IndiGhost: I’m 19 right now so I’m not an ‘80s kid, not even close; but that decade always seemed so cool to me. I’m a huge fan of many movies that came out during the time – Ghostbusters, Spaceballs, Friday the 13th, Nightmare on Elm Street, Back to the Future, and the list goes on. I watched those when I was very young and for a long time I absorbed the music that went with those movies without giving them any thought. They were just part of the background. I really liked them, but they were simply ornamentation to me at the time. Thinking back, it’s really weird that I ended up in such an electronic-heavy scene because as a child I detested electronica. I had this strangely elitist attitude (well, as elitist as a 10-year-old can be about liking classic rock over radio pop/EDM) and I always maintained that the songs on the radio were trash and that Lynyrd Skynyrd, AC/DC, Dream Theater and other rock/metal bands were the best thing to happen to planet Earth since sliced bread. I was a very contradictory child – for all my bluster about rock and metal being the saviours of mankind I was inundating myself with Europop and ‘90s/early 2000’s pop, which I still listen to nowadays. The contrasts were very clear and I feel like subconsciously I was setting myself up to be more accepting of programmed drums and synthesizer parts in music. I feel like those experiences as a child really helped prepare me for a broader variety of songwriting possibilities.

Echosynthetic: Who are some of your favorite artists?

IndiGhost: Well, let’s start with Vampire Step-Dad, shall we?

I heard from him first through the subreddit of synthwave producers. He was always offering helpful criticism and useful tips to get through synthwave as a genre, and as time went by he became sort of a mentor to me, which I’ll always be very thankful for. What stuck out to me about him was that he always seemed to know what he was doing. That kind of order and structure really seemed cool to me, and it also helps that his songs are amazing.

Then there are the greats – VHS Dreams, Timecop1983, FM-84, The Midnight, Com Truise, Mitch Murder, Absinth3, Vincenzo Salvia, Lazerhawk, Droid Bishop, HOME, Format-440, Robert Parker, Bart Graft and Silent Gloves – they all helped me to form an idea of what kind of genre synthwave was. They helped me to take it seriously.

Then there are those that I’ve connected with online that also make amazing music, like Slicarus, The Aquaerials, Duveteux, Night Raptor, Mikael Malmqvist, MYRONE, Dimi Kaye, Primorph, Fatal Friction, Nightlights, Ethereal Delusions, Azriel – I could go on. But that’s one of the best parts of this scene. There’s just so much good music out there.

Echosynthetic: Now that the Power Rangers are back, everyone wants to know (and by everyone, I mean me)…Who is your favorite Ranger? (Editor’s Note: The correct answer is, and always will be, the White Ranger)

IndiGhost: Hmm… I think it’d have to be Billy Cranston/Blue Ranger because blue’s my favourite colour! (Editor’s Note: I will allow it, but he’s not even close to as cool as Tommy, the White Ranger)

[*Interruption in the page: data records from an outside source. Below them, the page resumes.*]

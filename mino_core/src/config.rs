//! Environment-driven configuration.
//!
//! Every binary calls `dotenvy::dotenv().ok()` first, so values may come from
//! a `.env` file as well as from the process environment.

use std::{env, path::PathBuf, time::Duration};

use thiserror::Error;

#[derive(Debug, Error, PartialEq)]
pub enum ConfigError {
    #[error("{0} environment variable not set")]
    Missing(&'static str),
    #[error("{name} has an invalid value: {value}")]
    Invalid { name: &'static str, value: String },
}

fn var_or(name: &str, default: &str) -> String {
    env::var(name)
        .ok()
        .map(|v| v.trim().to_string())
        .filter(|v| !v.is_empty())
        .unwrap_or_else(|| default.to_string())
}

fn var_opt(name: &str) -> Option<String> {
    env::var(name)
        .ok()
        .map(|v| v.trim().to_string())
        .filter(|v| !v.is_empty())
}

fn parse_var<T: std::str::FromStr>(name: &'static str, default: T) -> Result<T, ConfigError> {
    match var_opt(name) {
        Some(value) => value
            .parse::<T>()
            .map_err(|_| ConfigError::Invalid { name, value }),
        None => Ok(default),
    }
}

/// Column headers of the player worksheet. Header matching is
/// case-insensitive; see `SheetTable::column`.
#[derive(Debug, Clone, PartialEq)]
pub struct SheetSchema {
    pub player: String,
    pub rarity: String,
    pub position: String,
    pub club: String,
    pub country: String,
    pub total_earnings: String,
    pub season_earnings: String,
    pub month_earnings: String,
    pub video: String,
}

impl Default for SheetSchema {
    fn default() -> Self {
        Self {
            player: "Player".to_string(),
            rarity: "Rarity".to_string(),
            position: "Position".to_string(),
            club: "Club".to_string(),
            country: "Country".to_string(),
            total_earnings: "Total Yearly Earnings".to_string(),
            season_earnings: "Season Earnings".to_string(),
            month_earnings: "Monthly Earnings".to_string(),
            video: "Video".to_string(),
        }
    }
}

impl SheetSchema {
    pub fn from_env() -> Self {
        let defaults = Self::default();
        Self {
            player: var_or("PLAYER_COLUMN", &defaults.player),
            rarity: var_or("RARITY_COLUMN", &defaults.rarity),
            position: var_or("POSITION_COLUMN", &defaults.position),
            club: var_or("CLUB_COLUMN", &defaults.club),
            country: var_or("COUNTRY_COLUMN", &defaults.country),
            total_earnings: var_or("TOTAL_EARNINGS_COLUMN", &defaults.total_earnings),
            season_earnings: var_or("SEASON_EARNINGS_COLUMN", &defaults.season_earnings),
            month_earnings: var_or("MONTH_EARNINGS_COLUMN", &defaults.month_earnings),
            video: var_or("VIDEO_COLUMN", &defaults.video),
        }
    }
}

#[derive(Debug, Clone, PartialEq)]
pub enum SheetCredentials {
    /// Path to a service-account JSON key.
    ServiceAccount(PathBuf),
    /// API key, only works for sheets shared publicly.
    ApiKey(String),
}

#[derive(Debug, Clone, PartialEq)]
pub enum SpreadsheetLocator {
    Id(String),
    /// Looked up through the Drive API on first use.
    Name(String),
}

#[derive(Debug, Clone, PartialEq)]
pub struct SheetConfig {
    pub credentials: SheetCredentials,
    pub spreadsheet: SpreadsheetLocator,
    pub player_sheet: String,
    pub history_sheet: String,
    pub schema: SheetSchema,
}

impl SheetConfig {
    pub fn from_env() -> Result<Self, ConfigError> {
        let credentials = match var_opt("GOOGLE_API_KEY") {
            Some(key) => SheetCredentials::ApiKey(key),
            None => SheetCredentials::ServiceAccount(PathBuf::from(var_or(
                "GOOGLE_CREDENTIALS_PATH",
                "credentials.json",
            ))),
        };

        let spreadsheet = match var_opt("SPREADSHEET_ID") {
            Some(id) => SpreadsheetLocator::Id(id),
            None => SpreadsheetLocator::Name(var_or(
                "SPREADSHEET_NAME",
                "Mino Football Earnings - 2024/25",
            )),
        };

        if matches!(
            (&credentials, &spreadsheet),
            (SheetCredentials::ApiKey(_), SpreadsheetLocator::Name(_))
        ) {
            // Drive search needs an OAuth token, an API key cannot list files.
            return Err(ConfigError::Missing("SPREADSHEET_ID"));
        }

        Ok(Self {
            credentials,
            spreadsheet,
            player_sheet: var_or("PLAYER_SHEET", "Player List"),
            history_sheet: var_or("HISTORY_SHEET", "Monthly Earnings"),
            schema: SheetSchema::from_env(),
        })
    }
}

#[derive(Debug, Clone)]
pub struct BotConfig {
    pub token: String,
    pub webhook_url: Option<String>,
    pub host: String,
    pub port: u16,
    pub earnings_unit: String,
    pub retry_delay: Duration,
}

impl BotConfig {
    pub fn from_env() -> Result<Self, ConfigError> {
        let token = var_opt("TELEGRAM_BOT_TOKEN").ok_or(ConfigError::Missing("TELEGRAM_BOT_TOKEN"))?;
        let webhook_url = var_opt("WEBHOOK_URL").map(|url| url.trim_end_matches('/').to_string());

        Ok(Self {
            token,
            webhook_url,
            host: var_or("HOST", "0.0.0.0"),
            port: parse_var("PORT", 5000u16)?,
            earnings_unit: var_or("EARNINGS_UNIT", "sTLOS"),
            retry_delay: Duration::from_secs(parse_var("POLLING_RETRY_SECS", 5u64)?),
        })
    }

    /// Full URL Telegram should post updates to.
    pub fn webhook_endpoint(&self) -> Option<String> {
        self.webhook_url
            .as_ref()
            .map(|base| format!("{}/{}", base, self.token))
    }

    pub fn listen_addr(&self) -> String {
        format!("{}:{}", self.host, self.port)
    }
}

Echosynthetic: What does the future hold for IndiGhost?

IndiGhost: More music! Planning some big things at the moment – I’m leaning towards producing more radio-friendly stuff, but with a synthwave edge. It can’t hurt to experiment, right? Alongside this, I’ll hopefully be able to do some live shows here in Perth.

Echosynthetic: Anyone you’d like to thank?

IndiGhost: First of all, my family for putting up with me shutting myself in my room for hours and hours while I’m writing. They’re great, and I love them to bits.

My friends, for being supportive and sometimes giving me a kick to the behind when I’m feeling too negative. Thanks, y’all.

The online synthwave community, full of lovely humans who are funny and friendly – not just the musicians and producers. People who run blogs and podcasts help keep this scene alive and help artists like me stop feeling like they’re just screaming into a void.

And last, everyone who’s ever supported me by buying my albums or tracks. It’s a very humbling thing, so I look forward to making the best music I can in return.